DCE-CT plays an important role in localizing the bleeding source and estimating the underlying cause of small bowel bleeding.^[6] In particular, systematic evaluation of the following imaging features is useful for differentiating vascular from neoplastic lesions: (1) The degree and morphology of arterial-phase enhancement (punctate or linear vs. mass-like), (2) The presence of abnormal vessels, such as dilated feeding arteries or a nidus-like vascular network, (3) the presence or absence of early venous drainage, and (4) evidence of contrast extravasation into the bowel lumen [Table 1].^[2] In Case 1 (AVM), the lesion demonstrated marked arterial-phase enhancement (mean attenuation value, 494 HU), comparable to that of the left common iliac artery measured on the same slice. In addition, early opacification of a vein continuous with the lesion was observed, strongly suggesting the presence of an arteriovenous shunt. These findings are consistent with imaging features typically described for small bowel AVMs or arteriovenous fistulas, including focal intense early enhancement accompanied by abnormal vessels and early venous drainage,^[8] and therefore strongly supported a vascular etiology. The fact that the lesion was difficult to detect on non-contrast CT further indicates the diagnostic importance of arterial-phase imaging. In contrast, in Case 2 (GIST), a well-defined mass demonstrated relatively persistent enhancement in both the arterial and delayed phases, with enhancement intensity clearly lower than that of the abdominal aorta. This difference in enhancement behavior was evident, with the GIST showing relatively persistent delayed-phase enhancement (201 HU) and the AVM demonstrating prominent washout from a much higher arterial-phase peak (494–191 HU), supporting differential diagnosis. Furthermore, contrast extravasation was observed around the lesion, suggesting active bleeding associated with a neoplastic process. From an educational perspective, these cases highlight the value of DCE-CT in the evaluation of obscure or intermittent small bowel bleeding, particularly when upper and lower gastrointestinal endoscopy fails to identify the bleeding source.

Treatment selection

Treatment strategies for small bowel bleeding are determined by bleeding activity, the patient’s overall condition, and the location and characteristics of the lesion. In cases of AVM, endoscopic or endovascular treatments may be considered; however, surgical resection is often effective for preventing rebleeding, particularly when the lesion is localized.^[9] In Case 1, although the patient was hemodynamically stable and imaging findings suggested the absence of active bleeding, recurrent anemia persisted. Because the lesion was clearly localized by DCE-CT and double-balloon enteroscopy, elective surgical resection was considered an appropriate treatment strategy.

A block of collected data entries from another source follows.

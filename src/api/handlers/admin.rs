/*
 * Responsibility
 * - /dashboard/admin (and /dashboard/superadmin) handlers: faculties,
 *   departments, user management
 * - Role escalation to/from superadmin is reserved for superadmins
 */
use axum::{
    Json,
    extract::{Path, State},
    http::StatusCode,
};
use serde_json::{Value, json};

use crate::api::dto::metadata::{
    CreateDepartmentRequest, DepartmentResponse, FacultyRequest, FacultyResponse,
    UpdateDepartmentRequest,
};
use crate::api::dto::users::{ProfileResponse, UpdateUserRequest, UserSummaryResponse};
use crate::api::extractors::AuthCtxExtractor;
use crate::error::AppError;
use crate::repos::{department_repo, faculty_repo, user_repo};
use crate::services::access::Role;
use crate::state::AppState;

pub async fn home(
    State(state): State<AppState>,
    AuthCtxExtractor(ctx): AuthCtxExtractor,
) -> Result<Json<ProfileResponse>, AppError> {
    let profile = user_repo::get_profile(state.content.as_ref(), &ctx.user_id)
        .await?
        .ok_or(AppError::not_found("admin profile"))?;
    Ok(Json(ProfileResponse::from(profile)))
}

// --- faculties ---

pub async fn list_faculties(
    State(state): State<AppState>,
) -> Result<Json<Vec<FacultyResponse>>, AppError> {
    let rows = faculty_repo::list(state.content.as_ref()).await?;
    Ok(Json(rows.into_iter().map(FacultyResponse::from).collect()))
}

pub async fn create_faculty(
    State(state): State<AppState>,
    Json(req): Json<FacultyRequest>,
) -> Result<(StatusCode, Json<Value>), AppError> {
    req.validate()
        .map_err(|m| AppError::bad_request("VALIDATION_ERROR", m))?;
    let id = faculty_repo::create(state.content.as_ref(), req.name.trim()).await?;
    Ok((StatusCode::CREATED, Json(json!({ "id": id }))))
}

pub async fn rename_faculty(
    State(state): State<AppState>,
    Path(faculty_id): Path<String>,
    Json(req): Json<FacultyRequest>,
) -> Result<StatusCode, AppError> {
    req.validate()
        .map_err(|m| AppError::bad_request("VALIDATION_ERROR", m))?;
    faculty_repo::rename(state.content.as_ref(), &faculty_id, req.name.trim()).await?;
    Ok(StatusCode::NO_CONTENT)
}

pub async fn delete_faculty(
    State(state): State<AppState>,
    Path(faculty_id): Path<String>,
) -> Result<StatusCode, AppError> {
    faculty_repo::delete(state.content.as_ref(), &faculty_id).await?;
    Ok(StatusCode::NO_CONTENT)
}

// --- departments ---

pub async fn list_departments(
    State(state): State<AppState>,
) -> Result<Json<Vec<DepartmentResponse>>, AppError> {
    let rows = department_repo::list(state.content.as_ref()).await?;
    Ok(Json(rows.into_iter().map(DepartmentResponse::from).collect()))
}

pub async fn create_department(
    State(state): State<AppState>,
    Json(req): Json<CreateDepartmentRequest>,
) -> Result<(StatusCode, Json<Value>), AppError> {
    req.validate()
        .map_err(|m| AppError::bad_request("VALIDATION_ERROR", m))?;
    let id =
        department_repo::create(state.content.as_ref(), req.name.trim(), &req.faculty_id).await?;
    Ok((StatusCode::CREATED, Json(json!({ "id": id }))))
}

pub async fn update_department(
    State(state): State<AppState>,
    Path(department_id): Path<String>,
    Json(req): Json<UpdateDepartmentRequest>,
) -> Result<StatusCode, AppError> {
    req.validate()
        .map_err(|m| AppError::bad_request("VALIDATION_ERROR", m))?;
    department_repo::update(
        state.content.as_ref(),
        &department_id,
        req.name.as_deref(),
        req.faculty_id.as_deref(),
    )
    .await?;
    Ok(StatusCode::NO_CONTENT)
}

pub async fn delete_department(
    State(state): State<AppState>,
    Path(department_id): Path<String>,
) -> Result<StatusCode, AppError> {
    department_repo::delete(state.content.as_ref(), &department_id).await?;
    Ok(StatusCode::NO_CONTENT)
}

// --- users ---

pub async fn list_users(
    State(state): State<AppState>,
) -> Result<Json<Vec<UserSummaryResponse>>, AppError> {
    let rows = user_repo::list(state.content.as_ref()).await?;
    Ok(Json(rows.into_iter().map(UserSummaryResponse::from).collect()))
}

pub async fn get_user(
    State(state): State<AppState>,
    Path(user_doc_id): Path<String>,
) -> Result<Json<UserSummaryResponse>, AppError> {
    let row = user_repo::get_summary(state.content.as_ref(), &user_doc_id)
        .await?
        .ok_or(AppError::not_found("user"))?;
    Ok(Json(UserSummaryResponse::from(row)))
}

pub async fn update_user(
    State(state): State<AppState>,
    AuthCtxExtractor(ctx): AuthCtxExtractor,
    Path(user_doc_id): Path<String>,
    Json(req): Json<UpdateUserRequest>,
) -> Result<StatusCode, AppError> {
    req.validate()
        .map_err(|m| AppError::bad_request("VALIDATION_ERROR", m))?;

    let new_role = match req.role.as_deref() {
        Some(raw) => Some(
            Role::from_segment(raw)
                .ok_or_else(|| AppError::bad_request("INVALID_ROLE", "unknown role"))?,
        ),
        None => None,
    };

    let target = user_repo::get_summary(state.content.as_ref(), &user_doc_id)
        .await?
        .ok_or(AppError::not_found("user"))?;

    // Only a superadmin may grant or revoke superadmin.
    let touches_superadmin = new_role == Some(Role::Superadmin)
        || target.parsed_role() == Some(Role::Superadmin);
    if touches_superadmin && ctx.role != Role::Superadmin {
        return Err(AppError::Forbidden);
    }

    user_repo::update(
        state.content.as_ref(),
        &user_doc_id,
        new_role,
        req.auth_status.as_deref(),
    )
    .await?;
    Ok(StatusCode::NO_CONTENT)
}

#[cfg(test)]
mod tests {
    use std::sync::Arc;
    use std::time::Duration;

    use async_trait::async_trait;
    use axum::Router;
    use axum::body::Body;
    use axum::http::{HeaderMap, Request, header};
    use axum::middleware::{self, Next};
    use axum::response::Response;
    use axum::routing::patch;
    use secrecy::SecretString;
    use tower::ServiceExt;

    use super::*;
    use crate::api::extractors::AuthCtx;
    use crate::services::content::{AssetKind, AssetRef, ContentResult, ContentStore, Mutation};
    use crate::services::session::{Identity, SessionResolver};
    use crate::services::webhook::SignatureValidator;
    use crate::state::GateSettings;

    struct NoSession;

    impl SessionResolver for NoSession {
        fn resolve(&self, _headers: &HeaderMap) -> Identity {
            Identity::Anonymous
        }
    }

    /// Stub store answering the user summary point query with a fixed row.
    struct StubStore {
        summary: Value,
    }

    #[async_trait]
    impl ContentStore for StubStore {
        fn backend_name(&self) -> &'static str {
            "stub"
        }

        async fn fetch(&self, _query: &str, _params: &[(&str, Value)]) -> ContentResult<Value> {
            Ok(self.summary.clone())
        }

        async fn mutate(&self, _mutations: &[Mutation]) -> ContentResult<()> {
            Ok(())
        }

        async fn upload_asset(
            &self,
            _kind: AssetKind,
            _filename: &str,
            _content_type: &str,
            _bytes: Vec<u8>,
        ) -> ContentResult<AssetRef> {
            unimplemented!("not used in user management tests")
        }
    }

    async fn as_admin(mut req: Request<Body>, next: Next) -> Response {
        req.extensions_mut()
            .insert(AuthCtx::new("adm-1".to_string(), Role::Admin));
        next.run(req).await
    }

    async fn as_superadmin(mut req: Request<Body>, next: Next) -> Response {
        req.extensions_mut()
            .insert(AuthCtx::new("sup-1".to_string(), Role::Superadmin));
        next.run(req).await
    }

    fn test_app(
        target: Value,
        caller: fn(Request<Body>, Next) -> std::pin::Pin<Box<dyn Future<Output = Response> + Send>>,
    ) -> Router {
        let state = AppState::new(
            Arc::new(StubStore { summary: target }),
            Arc::new(NoSession),
            GateSettings {
                protected_prefixes: vec!["/dashboard".to_string()],
                role_lookup_timeout: Duration::from_millis(100),
            },
            SignatureValidator::new(SecretString::from("test")),
        );

        Router::new()
            .route("/users/{user_doc_id}", patch(update_user))
            .layer(middleware::from_fn(caller))
            .with_state(state)
    }

    fn student_target() -> Value {
        json!({
            "_id": "user-doc-1",
            "userId": "u1",
            "fullName": "Chi Eze",
            "role": "student"
        })
    }

    fn superadmin_target() -> Value {
        // Legacy spelling, as older documents in the store carry it.
        json!({
            "_id": "user-doc-2",
            "userId": "u2",
            "fullName": "Root Admin",
            "role": "superAdmin"
        })
    }

    fn update(path: &str, body: &str) -> Request<Body> {
        Request::builder()
            .method("PATCH")
            .uri(path)
            .header(header::CONTENT_TYPE, "application/json")
            .body(Body::from(body.to_string()))
            .unwrap()
    }

    #[tokio::test]
    async fn admin_cannot_grant_superadmin() {
        let app = test_app(student_target(), |req, next| Box::pin(as_admin(req, next)));
        let response = app
            .oneshot(update("/users/user-doc-1", r#"{"role":"superadmin"}"#))
            .await
            .unwrap();
        assert_eq!(response.status(), StatusCode::FORBIDDEN);
    }

    #[tokio::test]
    async fn admin_cannot_touch_an_existing_superadmin() {
        let app = test_app(superadmin_target(), |req, next| {
            Box::pin(as_admin(req, next))
        });
        let response = app
            .oneshot(update("/users/user-doc-2", r#"{"auth_status":"verified"}"#))
            .await
            .unwrap();
        assert_eq!(response.status(), StatusCode::FORBIDDEN);
    }

    #[tokio::test]
    async fn superadmin_can_grant_superadmin() {
        let app = test_app(student_target(), |req, next| {
            Box::pin(as_superadmin(req, next))
        });
        let response = app
            .oneshot(update("/users/user-doc-1", r#"{"role":"superadmin"}"#))
            .await
            .unwrap();
        assert_eq!(response.status(), StatusCode::NO_CONTENT);
    }

    #[tokio::test]
    async fn admin_manages_ordinary_roles() {
        let app = test_app(student_target(), |req, next| Box::pin(as_admin(req, next)));
        let response = app
            .oneshot(update("/users/user-doc-1", r#"{"role":"lecturer"}"#))
            .await
            .unwrap();
        assert_eq!(response.status(), StatusCode::NO_CONTENT);
    }

    #[tokio::test]
    async fn unknown_role_value_is_rejected() {
        let app = test_app(student_target(), |req, next| Box::pin(as_admin(req, next)));
        let response = app
            .oneshot(update("/users/user-doc-1", r#"{"role":"wizard"}"#))
            .await
            .unwrap();
        assert_eq!(response.status(), StatusCode::BAD_REQUEST);
    }
}
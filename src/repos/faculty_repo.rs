/*
 * Responsibility
 * - faculty documents (institutional metadata managed by admins)
 */
use serde::Deserialize;
use serde_json::json;
use uuid::Uuid;

use crate::repos::{decode_rows, error::RepoError};
use crate::services::content::{ContentStore, Mutation};

const LIST_QUERY: &str = r#"*[_type == "faculty"] | order(_updatedAt desc) { _id, name }"#;

#[derive(Debug, Deserialize)]
pub struct FacultyRow {
    #[serde(rename = "_id")]
    pub id: String,
    pub name: Option<String>,
}

pub async fn list(store: &dyn ContentStore) -> Result<Vec<FacultyRow>, RepoError> {
    let result = store.fetch(LIST_QUERY, &[]).await?;
    decode_rows(result)
}

pub async fn create(store: &dyn ContentStore, name: &str) -> Result<String, RepoError> {
    let id = format!("faculty-{}", Uuid::new_v4());
    let doc = json!({ "_id": id, "_type": "faculty", "name": name });
    store.mutate(&[Mutation::Create(doc)]).await?;
    Ok(id)
}

pub async fn rename(store: &dyn ContentStore, id: &str, name: &str) -> Result<(), RepoError> {
    store
        .mutate(&[Mutation::Patch {
            id: id.to_string(),
            set: json!({ "name": name }),
        }])
        .await?;
    Ok(())
}

pub async fn delete(store: &dyn ContentStore, id: &str) -> Result<(), RepoError> {
    store
        .mutate(&[Mutation::Delete { id: id.to_string() }])
        .await?;
    Ok(())
}
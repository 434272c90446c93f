/*
 * Responsibility
 * - App-wide AppError definition
 * - IntoResponse implementation (HTTP status / JSON error body)
 * - Convert repo / content-store / config errors into one surface
 */
use axum::{
    Json,
    http::StatusCode,
    response::{IntoResponse, Response},
};
use serde::Serialize;
use thiserror::Error;

use crate::repos::error::RepoError;
use crate::services::content::ContentError;

#[derive(Debug, Serialize)]
pub struct ErrorResponse {
    pub error: ErrorBody,
}

#[derive(Debug, Serialize)]
pub struct ErrorBody {
    pub code: &'static str,
    pub message: String,
}

#[derive(Debug, Error)]
pub enum AppError {
    #[error("{code}: {message}")]
    BadRequest { code: &'static str, message: String },
    #[error("not found: {resource}")]
    NotFound { resource: &'static str },
    #[error("unauthorized")]
    Unauthorized,
    #[error("forbidden")]
    Forbidden,
    #[error("internal server error")]
    Internal,
}

impl AppError {
    pub fn bad_request(code: &'static str, message: impl Into<String>) -> Self {
        Self::BadRequest {
            code,
            message: message.into(),
        }
    }

    pub fn not_found(resource: &'static str) -> Self {
        Self::NotFound { resource }
    }
}

impl IntoResponse for AppError {
    fn into_response(self) -> Response {
        let (status, code, message) = match self {
            AppError::BadRequest { code, message } => (StatusCode::BAD_REQUEST, code, message),
            AppError::NotFound { resource } => (
                StatusCode::NOT_FOUND,
                "NOT_FOUND",
                format!("{resource} not found."),
            ),
            AppError::Unauthorized => (
                StatusCode::UNAUTHORIZED,
                "UNAUTHORIZED",
                "unauthorized".into(),
            ),
            AppError::Forbidden => (StatusCode::FORBIDDEN, "FORBIDDEN", "forbidden".into()),
            AppError::Internal => (
                StatusCode::INTERNAL_SERVER_ERROR,
                "INTERNAL_SERVER_ERROR",
                "internal server error".into(),
            ),
        };

        let body = ErrorResponse {
            error: ErrorBody { code, message },
        };

        (status, Json(body)).into_response()
    }
}

impl From<RepoError> for AppError {
    fn from(e: RepoError) -> Self {
        tracing::error!(error = %e, "repo failure");
        AppError::Internal
    }
}

impl From<ContentError> for AppError {
    fn from(e: ContentError) -> Self {
        tracing::error!(error = %e, "content store failure");
        AppError::Internal
    }
}
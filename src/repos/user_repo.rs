/*
 * Responsibility
 * - user documents: profiles, admin listing/updates, webhook provisioning
 * - Mirrors the store schema: contact/academic sub-objects, faculty and
 *   department references
 */
use serde::Deserialize;
use serde_json::{Value, json};

use crate::repos::{decode_opt, decode_rows, error::RepoError};
use crate::services::access::Role;
use crate::services::content::{ContentStore, Mutation};

const PROFILE_QUERY: &str = r#"
*[_type == "user" && userId == $userId][0]{
  _id,
  userId,
  fullName,
  role,
  "email": contact.email,
  "phoneNumber": contact.phoneNumber,
  "image": image.asset->url,
  "faculty": academic.faculty->{ _id, name },
  "department": academic.department->{ _id, name },
  "level": academic.level,
  "regNumber": academic.regNumber,
  "staffId": academic.staffId,
  authStatus
}"#;

const LIST_QUERY: &str = r#"
*[_type == "user"] | order(fullName asc) {
  _id,
  userId,
  fullName,
  role,
  "email": contact.email,
  authStatus
}"#;

const SUMMARY_BY_ID_QUERY: &str = r#"
*[_type == "user" && _id == $id][0]{
  _id,
  userId,
  fullName,
  role,
  "email": contact.email,
  authStatus
}"#;

const REFERENCE_BY_NAME_QUERY: &str = r#"*[_type == $type && name == $name][0]._id"#;

#[derive(Debug, Deserialize)]
pub struct NamedRef {
    #[serde(rename = "_id")]
    pub id: String,
    pub name: Option<String>,
}

#[derive(Debug, Deserialize)]
pub struct ProfileDoc {
    #[serde(rename = "_id")]
    pub id: String,
    #[serde(rename = "userId")]
    pub user_id: String,
    #[serde(rename = "fullName")]
    pub full_name: Option<String>,
    pub role: Option<String>,
    pub email: Option<String>,
    #[serde(rename = "phoneNumber")]
    pub phone_number: Option<String>,
    pub image: Option<String>,
    pub faculty: Option<NamedRef>,
    pub department: Option<NamedRef>,
    pub level: Option<String>,
    #[serde(rename = "regNumber")]
    pub reg_number: Option<String>,
    #[serde(rename = "staffId")]
    pub staff_id: Option<String>,
    #[serde(rename = "authStatus")]
    pub auth_status: Option<String>,
}

#[derive(Debug, Deserialize)]
pub struct UserSummary {
    #[serde(rename = "_id")]
    pub id: String,
    #[serde(rename = "userId")]
    pub user_id: String,
    #[serde(rename = "fullName")]
    pub full_name: Option<String>,
    pub role: Option<String>,
    pub email: Option<String>,
    #[serde(rename = "authStatus")]
    pub auth_status: Option<String>,
}

impl UserSummary {
    pub fn parsed_role(&self) -> Option<Role> {
        self.role.as_deref().and_then(Role::from_store_value)
    }
}

pub async fn get_profile(
    store: &dyn ContentStore,
    user_id: &str,
) -> Result<Option<ProfileDoc>, RepoError> {
    let result = store
        .fetch(PROFILE_QUERY, &[("userId", json!(user_id))])
        .await?;
    decode_opt(result)
}

pub async fn list(store: &dyn ContentStore) -> Result<Vec<UserSummary>, RepoError> {
    let result = store.fetch(LIST_QUERY, &[]).await?;
    decode_rows(result)
}

pub async fn get_summary(
    store: &dyn ContentStore,
    doc_id: &str,
) -> Result<Option<UserSummary>, RepoError> {
    let result = store
        .fetch(SUMMARY_BY_ID_QUERY, &[("id", json!(doc_id))])
        .await?;
    decode_opt(result)
}

/// Patch role and/or auth status on a user document.
pub async fn update(
    store: &dyn ContentStore,
    doc_id: &str,
    role: Option<Role>,
    auth_status: Option<&str>,
) -> Result<(), RepoError> {
    let mut set = serde_json::Map::new();
    if let Some(role) = role {
        set.insert("role".to_string(), json!(role.segment()));
    }
    if let Some(status) = auth_status {
        set.insert("authStatus".to_string(), json!(status));
    }
    if set.is_empty() {
        return Ok(());
    }

    store
        .mutate(&[Mutation::Patch {
            id: doc_id.to_string(),
            set: Value::Object(set),
        }])
        .await?;
    Ok(())
}

/// Resolve a faculty/department document id by its display name.
pub async fn reference_id_by_name(
    store: &dyn ContentStore,
    doc_type: &str,
    name: &str,
) -> Result<Option<String>, RepoError> {
    let result = store
        .fetch(
            REFERENCE_BY_NAME_QUERY,
            &[("type", json!(doc_type)), ("name", json!(name))],
        )
        .await?;
    decode_opt(result)
}

/// Idempotent provisioning upsert: create the document if it does not exist,
/// then overwrite its fields. Applied as one transaction so a re-delivered
/// webhook cannot leave a half-written user.
pub async fn upsert(store: &dyn ContentStore, doc_id: &str, doc: Value) -> Result<(), RepoError> {
    let mut set = doc.clone();
    if let Value::Object(map) = &mut set {
        map.remove("_id");
        map.remove("_type");
    }
    store
        .mutate(&[
            Mutation::CreateIfNotExists(doc),
            Mutation::Patch {
                id: doc_id.to_string(),
                set,
            },
        ])
        .await?;
    Ok(())
}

In contrast, for neoplastic lesions including GISTs, surgical resection of the primary tumor is the standard treatment. In particular, emergency surgery may be required when active bleeding or hemodynamic deterioration is present.^[10] In Case 2, contrast extravasation on CT suggested active bleeding, and subsequent progression of anemia and hypotension after admission indicated hemodynamic instability. Consequently, emergency surgical resection was performed, allowing simultaneous definitive diagnosis and hemostasis.

Overall, DCE-CT can provide imaging findings that support both etiological assessment (vascular vs. neoplastic) and treatment decision-making (elective vs. emergency) in patients with small bowel bleeding. In particular, intense arterial-phase enhancement comparable to that of adjacent arteries and the presence of early venous drainage in AVM are key findings that suggest a vascular etiology. Understanding these features in contrast to the mass-forming lesions and contrast extravasation observed in GIST is helpful for accurate differential diagnosis and appropriate treatment selection.